Harbor Commerce runs a Flask/FastAPI hybrid: Flask serves the admin UI; FastAPI exposes a JSON inventory API backed by SQLAlchemy on PostgreSQL. Requirements: reserve stock atomically when checkout starts, release on payment timeout, and never oversell limited-edition mugs.

Schema

products, variants, and stock_reservations with a partial unique index on active reservations per variant.
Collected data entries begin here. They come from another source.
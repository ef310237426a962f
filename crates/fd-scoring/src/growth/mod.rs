//! Growth factors - multi-year growth of profitability metrics
//!
//! Each metric's compound growth is measured over several horizons with
//! window-averaged endpoints, then the per-horizon rates are folded into one
//! composite score per metric.

pub mod composite;
pub mod stable_growth;

pub use composite::GrowthFactors;
pub use stable_growth::stable_growth;
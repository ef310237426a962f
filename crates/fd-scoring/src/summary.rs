//! Run summary statistics.

use crate::{
    Dimension, Result,
    scoring::{FINAL_RANK, FINAL_SCORE, PEER_GROUP},
    standardize::mean_std,
};
use chrono::NaiveDate;
use polars::prelude::*;
use serde::{Deserialize, Serialize};
use std::collections::BTreeMap;

/// Share of stocks with a value for one factor.
#[derive(Debug, Clone, PartialEq, Serialize, Deserialize)]
pub struct Completeness {
    /// Stocks with a value.
    pub valid: usize,
    /// Stocks in the run.
    pub total: usize,
    /// `valid / total`, 0 for an empty run.
    pub ratio: f64,
}

/// Distribution of the final score over ranked stocks.
#[derive(Debug, Clone, PartialEq, Serialize, Deserialize)]
pub struct ScoreDistribution {
    /// Mean.
    pub mean: f64,
    /// Sample standard deviation, 0 with a single stock.
    pub std: f64,
    /// Minimum.
    pub min: f64,
    /// Maximum.
    pub max: f64,
    /// Median.
    pub median: f64,
}

/// Summary of one evaluation date.
#[derive(Debug, Clone, PartialEq, Serialize, Deserialize)]
pub struct SummaryStats {
    /// Evaluation date.
    pub date: NaiveDate,
    /// Stocks in the result table.
    pub total_stocks: usize,
    /// Stocks with a final rank.
    pub ranked_stocks: usize,
    /// Stocks without a final rank.
    pub excluded_stocks: usize,
    /// Stocks per peer group.
    pub peer_groups: BTreeMap<String, usize>,
    /// Per-factor completeness.
    pub completeness: BTreeMap<String, Completeness>,
    /// Final score distribution, absent when nothing was ranked.
    pub final_score: Option<ScoreDistribution>,
    /// Codes of stocks without a final rank.
    pub unranked: Vec<String>,
}

impl SummaryStats {
    /// Summarize a result table.
    pub fn from_frame(result: &DataFrame, date: NaiveDate) -> Result<Self> {
        let total = result.height();
        let symbols = result.column("symbol")?.str()?;
        let ranks = result.column(FINAL_RANK)?;

        let unranked: Vec<String> = symbols
            .into_iter()
            .zip(ranks.u32()?.into_iter())
            .filter(|(_, rank)| rank.is_none())
            .filter_map(|(symbol, _)| symbol.map(str::to_string))
            .collect();

        let mut peer_groups = BTreeMap::new();
        for label in result.column(PEER_GROUP)?.str()?.into_iter().flatten() {
            *peer_groups.entry(label.to_string()).or_insert(0) += 1;
        }

        let mut completeness = BTreeMap::new();
        for factor in Dimension::all_factors() {
            let valid = total - result.column(factor)?.null_count();
            let ratio = if total == 0 { 0.0 } else { valid as f64 / total as f64 };
            completeness.insert(factor.to_string(), Completeness { valid, total, ratio });
        }

        let scores: Vec<f64> = result
            .column(FINAL_SCORE)?
            .f64()?
            .into_iter()
            .flatten()
            .collect();

        Ok(Self {
            date,
            total_stocks: total,
            ranked_stocks: total - unranked.len(),
            excluded_stocks: unranked.len(),
            peer_groups,
            completeness,
            final_score: ScoreDistribution::from_values(scores),
            unranked,
        })
    }
}

impl ScoreDistribution {
    fn from_values(mut values: Vec<f64>) -> Option<Self> {
        if values.is_empty() {
            return None;
        }
        values.sort_by(f64::total_cmp);

        let n = values.len();
        let mean = values.iter().sum::<f64>() / n as f64;
        let std = mean_std(values.iter().copied()).map_or(0.0, |(_, s)| s);
        let median = if n % 2 == 1 {
            values[n / 2]
        } else {
            (values[n / 2 - 1] + values[n / 2]) / 2.0
        };

        Some(Self {
            mean,
            std,
            min: values[0],
            max: values[n - 1],
            median,
        })
    }
}

#[cfg(test)]
mod tests {
    use super::*;
    use approx::assert_relative_eq;

    fn result_frame() -> DataFrame {
        let mut columns: Vec<Column> = vec![
            Column::new("symbol".into(), ["AAA", "BBB", "CCC", "DDD"]),
            Column::new(PEER_GROUP.into(), ["large_cap", "large_cap", "small_cap", "small_cap"]),
            Column::new(FINAL_SCORE.into(), [Some(1.0), Some(3.0), None, Some(2.0)]),
            Column::new(FINAL_RANK.into(), [Some(2u32), Some(1), None, Some(1)]),
        ];
        for factor in Dimension::all_factors() {
            let values = if factor == "roe" {
                [Some(1.0), None, None, Some(1.0)]
            } else {
                [Some(1.0); 4]
            };
            columns.push(Column::new(factor.into(), values));
        }
        DataFrame::new(columns).unwrap()
    }

    #[test]
    fn test_summary_counts() {
        let date = NaiveDate::from_ymd_opt(2024, 3, 31).unwrap();
        let summary = SummaryStats::from_frame(&result_frame(), date).unwrap();

        assert_eq!(summary.total_stocks, 4);
        assert_eq!(summary.ranked_stocks, 3);
        assert_eq!(summary.unranked, vec!["CCC".to_string()]);
        assert_eq!(summary.peer_groups["small_cap"], 2);
        assert_eq!(summary.completeness["roe"].valid, 2);
        assert_relative_eq!(summary.completeness["roe"].ratio, 0.5);
        assert_relative_eq!(summary.completeness["altman_z"].ratio, 1.0);
    }

    #[test]
    fn test_score_distribution() {
        let date = NaiveDate::from_ymd_opt(2024, 3, 31).unwrap();
        let summary = SummaryStats::from_frame(&result_frame(), date).unwrap();
        let dist = summary.final_score.unwrap();

        assert_relative_eq!(dist.mean, 2.0);
        assert_relative_eq!(dist.std, 1.0);
        assert_relative_eq!(dist.median, 2.0);
        assert_relative_eq!(dist.min, 1.0);
        assert_relative_eq!(dist.max, 3.0);
    }

    #[test]
    fn test_empty_distribution() {
        assert!(ScoreDistribution::from_values(Vec::new()).is_none());
        let single = ScoreDistribution::from_values(vec![4.0]).unwrap();
        assert_eq!(single.std, 0.0);
        assert_eq!(single.median, 4.0);
    }
}
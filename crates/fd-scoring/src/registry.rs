//! Factor registry for discovery and introspection.
//!
//! The registry owns the configured calculators, maps each output factor to its
//! dimension, and runs every calculator against the prepared inputs for one
//! evaluation date.

use crate::{
    Factor, Result, ScoringConfig,
    growth::GrowthFactors,
    profitability::ProfitabilityFactors,
    safety::{AltmanZ, DebtRatio, MarketRisk},
    traits::{ConfigurableFactor, DataFrequency, InputKind},
};
use chrono::NaiveDate;
use derive_more::Display;
use polars::prelude::*;
use rayon::prelude::*;
use serde::{Deserialize, Serialize};
use std::sync::Arc;

const ROW_INDEX: &str = "__row";

/// Scoring dimension grouping related factors.
#[derive(Debug, Display, Clone, Copy, PartialEq, Eq, Hash, PartialOrd, Ord, Serialize, Deserialize)]
#[serde(rename_all = "snake_case")]
pub enum Dimension {
    /// Level and quality of profits
    #[display("profitability")]
    Profitability,
    /// Multi-year growth of profitability metrics
    #[display("growth")]
    Growth,
    /// Market risk, leverage and solvency
    #[display("safety")]
    Safety,
}

impl Dimension {
    /// All dimensions in scoring order.
    pub const ALL: [Self; 3] = [Self::Profitability, Self::Growth, Self::Safety];

    /// Member factor columns.
    pub const fn factors(self) -> &'static [&'static str] {
        match self {
            Self::Profitability => &[
                "roe",
                "roa",
                "gross_margin",
                "fcf_to_assets",
                "gross_profit_to_assets",
                "cash_flow_quality",
            ],
            Self::Growth => &[
                "roe_growth",
                "roa_growth",
                "gross_margin_growth",
                "fcf_to_assets_growth",
                "gross_profit_to_assets_growth",
            ],
            Self::Safety => &["low_beta", "low_idio_risk", "low_debt_ratio", "altman_z"],
        }
    }

    /// Name of the dimension score column.
    pub const fn score_column(self) -> &'static str {
        match self {
            Self::Profitability => "profitability_score",
            Self::Growth => "growth_score",
            Self::Safety => "safety_score",
        }
    }

    /// Every factor column across all dimensions.
    pub fn all_factors() -> impl Iterator<Item = &'static str> {
        Self::ALL.into_iter().flat_map(|d| d.factors().iter().copied())
    }
}

/// Metadata for factor introspection.
#[derive(Debug, Clone)]
pub struct FactorInfo {
    /// Factor name (unique identifier)
    pub name: String,
    /// Calculator that produces the factor
    pub calculator: String,
    /// Human-readable description of the calculator
    pub description: String,
    /// Scoring dimension
    pub dimension: Dimension,
    /// Required input columns
    pub required_columns: Vec<String>,
    /// Lookback period
    pub lookback: usize,
    /// Data frequency
    pub frequency: DataFrequency,
}

/// Prepared input tables for one evaluation date.
#[derive(Debug, Clone, Default)]
pub struct FactorInputs {
    /// Quarterly financial statements.
    pub financial: DataFrame,
    /// Daily returns with `market_return` attached.
    pub daily: DataFrame,
    /// Financial statements with `market_value` attached.
    pub snapshot: DataFrame,
}

impl FactorInputs {
    const fn get(&self, kind: InputKind) -> &DataFrame {
        match kind {
            InputKind::Financial => &self.financial,
            InputKind::Daily => &self.daily,
            InputKind::Snapshot => &self.snapshot,
        }
    }
}

/// Registry of configured factor calculators.
#[derive(Debug, Default)]
pub struct FactorRegistry {
    factors: Vec<Arc<dyn Factor>>,
}

impl FactorRegistry {
    /// Create a new empty registry.
    pub const fn new() -> Self {
        Self {
            factors: Vec::new(),
        }
    }

    /// Register the five standard calculators covering all fifteen factors.
    pub fn with_config(config: &ScoringConfig) -> Self {
        let mut registry = Self::new();

        // Profitability
        registry.register(Arc::new(ProfitabilityFactors::with_config(
            config.profitability.clone(),
        )));

        // Growth
        registry.register(Arc::new(GrowthFactors::with_config(config.growth.clone())));

        // Safety
        registry.register(Arc::new(MarketRisk::with_config(config.market_risk.clone())));
        registry.register(Arc::new(DebtRatio::with_config(config.leverage.clone())));
        registry.register(Arc::new(AltmanZ::with_config(config.solvency.clone())));

        registry
    }

    /// Register a calculator. A calculator with the same name is replaced.
    pub fn register(&mut self, factor: Arc<dyn Factor>) {
        self.factors.retain(|f| f.name() != factor.name());
        self.factors.push(factor);
    }

    /// Get a calculator by name.
    pub fn get(&self, name: &str) -> Option<&dyn Factor> {
        self.factors
            .iter()
            .find(|f| f.name() == name)
            .map(|f| f.as_ref())
    }

    /// Get the calculator producing a factor column.
    pub fn producer_of(&self, factor: &str) -> Option<&dyn Factor> {
        self.factors
            .iter()
            .find(|f| f.outputs().contains(&factor))
            .map(|f| f.as_ref())
    }

    /// Get calculators by dimension.
    pub fn by_dimension(&self, dimension: Dimension) -> Vec<&dyn Factor> {
        self.factors
            .iter()
            .filter(|f| f.dimension() == dimension)
            .map(|f| f.as_ref())
            .collect()
    }

    /// Metadata for every produced factor.
    pub fn all_info(&self) -> Vec<FactorInfo> {
        self.factors
            .iter()
            .flat_map(|f| {
                f.outputs().iter().map(move |output| FactorInfo {
                    name: (*output).to_string(),
                    calculator: f.name().to_string(),
                    description: f.description().to_string(),
                    dimension: f.dimension(),
                    required_columns: f.required_columns().iter().map(|s| s.to_string()).collect(),
                    lookback: f.lookback(),
                    frequency: f.frequency(),
                })
            })
            .collect()
    }

    /// Columns read from `kind` across all calculators, first use first.
    pub fn input_columns(&self, kind: InputKind) -> Vec<&str> {
        let mut columns: Vec<&str> = Vec::new();
        for factor in self.factors.iter().filter(|f| f.input() == kind) {
            for &column in factor.required_columns() {
                if !columns.contains(&column) {
                    columns.push(column);
                }
            }
        }
        columns
    }

    /// Longest lookback among calculators reading `kind`.
    pub fn max_lookback(&self, kind: InputKind) -> usize {
        self.factors
            .iter()
            .filter(|f| f.input() == kind)
            .map(|f| f.lookback())
            .max()
            .unwrap_or(0)
    }

    /// Get all calculator names.
    pub fn names(&self) -> Vec<&str> {
        self.factors.iter().map(|f| f.name()).collect()
    }

    /// Compute every calculator and left-join the outputs onto `base`.
    ///
    /// `base` must carry a `symbol` column; it fixes the row order of the
    /// result. Calculators run concurrently on the read-only inputs.
    pub fn compute_all(
        &self,
        base: &DataFrame,
        inputs: &FactorInputs,
        date: NaiveDate,
    ) -> Result<DataFrame> {
        let outputs = self
            .factors
            .par_iter()
            .map(|factor| {
                let started = std::time::Instant::now();
                let data = inputs.get(factor.input()).clone().lazy();
                let out = factor.compute_raw(&data, date)?;
                tracing::debug!(
                    calculator = factor.name(),
                    rows = out.height(),
                    elapsed_ms = started.elapsed().as_millis() as u64,
                    "calculator finished"
                );
                Ok(out)
            })
            .collect::<Result<Vec<_>>>()?;

        let mut merged = base.clone().lazy().with_row_index(ROW_INDEX, None);
        for out in outputs {
            merged = merged.join(
                out.lazy(),
                [col("symbol")],
                [col("symbol")],
                JoinArgs::new(JoinType::Left),
            );
        }

        Ok(merged
            .sort([ROW_INDEX], SortMultipleOptions::default())
            .drop([ROW_INDEX])
            .collect()?)
    }

    /// Number of registered calculators.
    pub fn len(&self) -> usize {
        self.factors.len()
    }

    /// Whether the registry is empty.
    pub fn is_empty(&self) -> bool {
        self.factors.is_empty()
    }
}

#[cfg(test)]
mod tests {
    use super::*;

    #[test]
    fn test_dimension_sizes() {
        assert_eq!(Dimension::Profitability.factors().len(), 6);
        assert_eq!(Dimension::Growth.factors().len(), 5);
        assert_eq!(Dimension::Safety.factors().len(), 4);
        assert_eq!(Dimension::all_factors().count(), 15);
    }

    #[test]
    fn test_dimension_display() {
        assert_eq!(Dimension::Growth.to_string(), "growth");
        assert_eq!(Dimension::Safety.score_column(), "safety_score");
    }

    #[test]
    fn test_registry_covers_every_factor() {
        let registry = FactorRegistry::with_config(&ScoringConfig::default());
        assert_eq!(registry.len(), 5);

        for factor in Dimension::all_factors() {
            let producer = registry
                .producer_of(factor)
                .unwrap_or_else(|| panic!("no calculator for {factor}"));
            assert!(producer.dimension().factors().contains(&factor));
        }

        assert_eq!(registry.all_info().len(), 15);
    }

    #[test]
    fn test_registry_by_dimension() {
        let registry = FactorRegistry::with_config(&ScoringConfig::default());
        let safety = registry.by_dimension(Dimension::Safety);
        assert_eq!(safety.len(), 3);
        assert!(registry.get("market_risk").is_some());
        assert!(registry.get("momentum").is_none());
    }

    #[test]
    fn test_input_columns() {
        let registry = FactorRegistry::with_config(&ScoringConfig::default());
        assert_eq!(
            registry.input_columns(InputKind::Daily),
            vec!["symbol", "date", "return", "market_return"]
        );

        let financial = registry.input_columns(InputKind::Financial);
        assert!(financial.contains(&"debt_to_assets"));
        assert_eq!(financial.iter().filter(|c| **c == "roe").count(), 1);
    }

    #[test]
    fn test_register_replaces_same_name() {
        let mut registry = FactorRegistry::new();
        registry.register(Arc::new(DebtRatio::default()));
        registry.register(Arc::new(DebtRatio::default()));
        assert_eq!(registry.len(), 1);
        assert_eq!(registry.names(), vec!["debt_ratio"]);
    }
}
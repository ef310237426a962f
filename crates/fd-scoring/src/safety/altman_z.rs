//! Altman Z-Score factor.
//!
//! The Altman Z-Score is a bankruptcy prediction model that combines multiple
//! financial ratios to assess a company's financial health and bankruptcy risk.
//! It is evaluated on each stock's latest financial snapshot.

use crate::{
    Dimension, Result,
    config::SolvencyConfig,
    panel::ensure_columns,
    traits::{ConfigurableFactor, DataFrequency, Factor, InputKind},
};
use chrono::{Duration, NaiveDate};
use polars::prelude::*;

/// Altman Z-Score factor.
///
/// The Z-Score is calculated as:
/// ```text
/// Z = 1.2*A + 1.4*B + 3.3*C + 0.6*D + 1.0*E
/// where:
///   A = Working Capital / Total Assets
///   B = Retained Earnings / Total Assets
///   C = EBIT / Total Assets
///   D = Market Value / Total Debt,  Total Debt = 0.4 * Total Assets
///   E = Revenue / Total Assets
/// ```
///
/// A missing numerator contributes 0. The score is undefined only when total
/// assets are missing or zero.
#[derive(Debug, Clone, Default)]
pub struct AltmanZ {
    config: SolvencyConfig,
}

impl Factor for AltmanZ {
    fn name(&self) -> &str {
        "altman_z"
    }

    fn description(&self) -> &str {
        "Altman Z-Score - weighted solvency index from the latest financial snapshot"
    }

    fn dimension(&self) -> Dimension {
        Dimension::Safety
    }

    fn outputs(&self) -> &[&'static str] {
        &["altman_z"]
    }

    fn input(&self) -> InputKind {
        InputKind::Snapshot
    }

    fn required_columns(&self) -> &[&str] {
        &[
            "symbol",
            "date",
            "working_capital",
            "retained_earnings",
            "ebit",
            "market_value",
            "revenue",
            "total_assets",
        ]
    }

    fn lookback(&self) -> usize {
        1
    }

    fn frequency(&self) -> DataFrequency {
        DataFrequency::Quarterly
    }

    fn compute_raw(&self, data: &LazyFrame, date: NaiveDate) -> Result<DataFrame> {
        let earliest = date - Duration::days(self.config.snapshot_lookback_days);
        let filtered = data
            .clone()
            .filter(
                col("date")
                    .lt_eq(lit(date.to_string()))
                    .and(col("date").gt_eq(lit(earliest.to_string()))),
            )
            .collect()?;
        ensure_columns(&filtered, self.required_columns())?;

        let total_assets = col("total_assets").cast(DataType::Float64);
        let total_debt = total_assets.clone() * lit(self.config.debt_proxy_ratio);
        let term = |weight: f64, numerator: &str, denominator: Expr| {
            (lit(weight) * col(numerator).cast(DataType::Float64) / denominator).fill_null(lit(0.0))
        };

        let z_score = term(1.2, "working_capital", total_assets.clone())
            + term(1.4, "retained_earnings", total_assets.clone())
            + term(3.3, "ebit", total_assets.clone())
            + when(total_debt.clone().gt(lit(0.0)))
                .then(term(0.6, "market_value", total_debt))
                .otherwise(lit(0.0))
            + term(1.0, "revenue", total_assets.clone());

        let result = filtered
            .lazy()
            .sort(
                ["symbol", "date"],
                SortMultipleOptions::default().with_maintain_order(true),
            )
            .group_by([col("symbol")])
            .agg([
                col("working_capital").last(),
                col("retained_earnings").last(),
                col("ebit").last(),
                col("market_value").last(),
                col("revenue").last(),
                col("total_assets").last(),
            ])
            .select([
                col("symbol"),
                when(
                    total_assets
                        .clone()
                        .is_not_null()
                        .and(total_assets.neq(lit(0.0))),
                )
                .then(z_score)
                .otherwise(lit(NULL).cast(DataType::Float64))
                .alias("altman_z"),
            ])
            .sort(["symbol"], SortMultipleOptions::default())
            .collect()?;

        Ok(result)
    }
}

impl ConfigurableFactor for AltmanZ {
    type Config = SolvencyConfig;

    fn with_config(config: Self::Config) -> Self {
        Self { config }
    }

    fn config(&self) -> &Self::Config {
        &self.config
    }
}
Foreign keys use ON DELETE CASCADE for variants when products archive.

Reserve flow

def reserve_stock(session, variant_id: int, qty: int, order_id: str):
    variant = session.execute(
        select(Variant).where(Variant.id == variant_id).with_for_update()
    ).scalar_one()
    if variant.stock_qty < qty:
        raise InsufficientStock()
    variant.stock_qty -= qty
    session.add(StockReservation(
        variant_id=variant_id, order_id=order_id, qty=qty, expires_at=utcnow() + timedelta(minutes=15)
    ))
    session.commit()

with_for_update() row-locks the variant during the transaction so concurrent checkouts cannot pass the stock check simultaneously. A Celery Beat task runs every minute to delete expired reservations and restore stock_qty.

List endpoint

The catalog API uses selectinload(Product.variants) in one query batch instead of 200 lazy loads for a 50-product page. Response caching sits in Redis with a 60-second TTL; cache keys invalidate on successful commit() via SQLAlchemy after_commit event listeners.

ORM decision table

NeedPreferWhy
Python web app, any frameworkSQLAlchemyFramework-agnostic; Core + ORM flexibility
Django-only monolith with adminDjango ORMIntegrated migrations, admin, QuerySet ergonomics
TypeScript Next.js APIPrisma or DrizzleGenerated types; see our Prisma guide
Complex analytics / ETLSQLAlchemy Core or raw SQLWindow functions, bulk COPY, no identity map overhead
Embedded local-first appSQLite + SQLAlchemySame ORM code path; swap URL for Postgres later
Serverless edge functionsHTTP SQL proxy or DrizzleConnection pooling is hard; avoid long-lived Engine per invocation

Common pitfalls

  • Implicit lazy loads in loops — hundreds of queries per request; use selectinload or explicit joins.
  • Detached instances — passing ORM objects outside session scope after close triggers DetachedInstanceError; pass IDs or DTOs.
  • Missing transactions on multi-step writes — partial updates without rollback corrupt inventory state.
  • Autogenerate blind trust — Alembic drops columns you still need in production.
  • Unicode and timezone naive datetimes — store UTC in timestamptz; use datetime.timezone.utc.
  • Global session anti-pattern — one module-level Session shared across requests causes cross-request data leaks.
  • Over-mapping JSON blobs — PostgreSQL JSONB is fine, but ORM change tracking on huge dicts is slow; consider Core for patch updates.
  • Connection pool per worker explosion — 16 Gunicorn workers × pool_size 20 exhausts Postgres; math pools before deploy.

Production checklist

  • Pin SQLAlchemy 2.x, driver (psycopg3/asyncpg), and Alembic versions in lockfile.
  • Set pool_pre_ping=True and document total max connections per service.
  • Enforce one session per request/task with guaranteed close in finally.
  • Review Alembic autogenerate diffs in PR; never run unchecked against production.
  • Add indexes on every foreign key and frequent WHERE column.
  • Log slow queries (>100 ms) with statement text and bind parameters redacted.
  • Integration-test critical flows with real Postgres, not SQLite-only, before release.
  • Use with_for_update() or idempotent upserts for inventory and payment rows.
  • Export pool checkout time and overflow metrics to your observability stack.
  • Document rollback procedure for failed migrations (alembic downgrade -1).

Key takeaways

  • SQLAlchemy splits Core (SQL expressions) and ORM (mapped classes) — use both where each shines.
  • SQLAlchemy 2.0 standardizes on select() + session.execute/scalars; retire session.query() in new code.
  • Sessions are scopes, not singletons; commit/rollback explicitly and never share across threads.
  • Alembic versions schema changes; autogenerate is a draft, not gospel.
  • Loading strategy choices matter as much as indexes for API latency.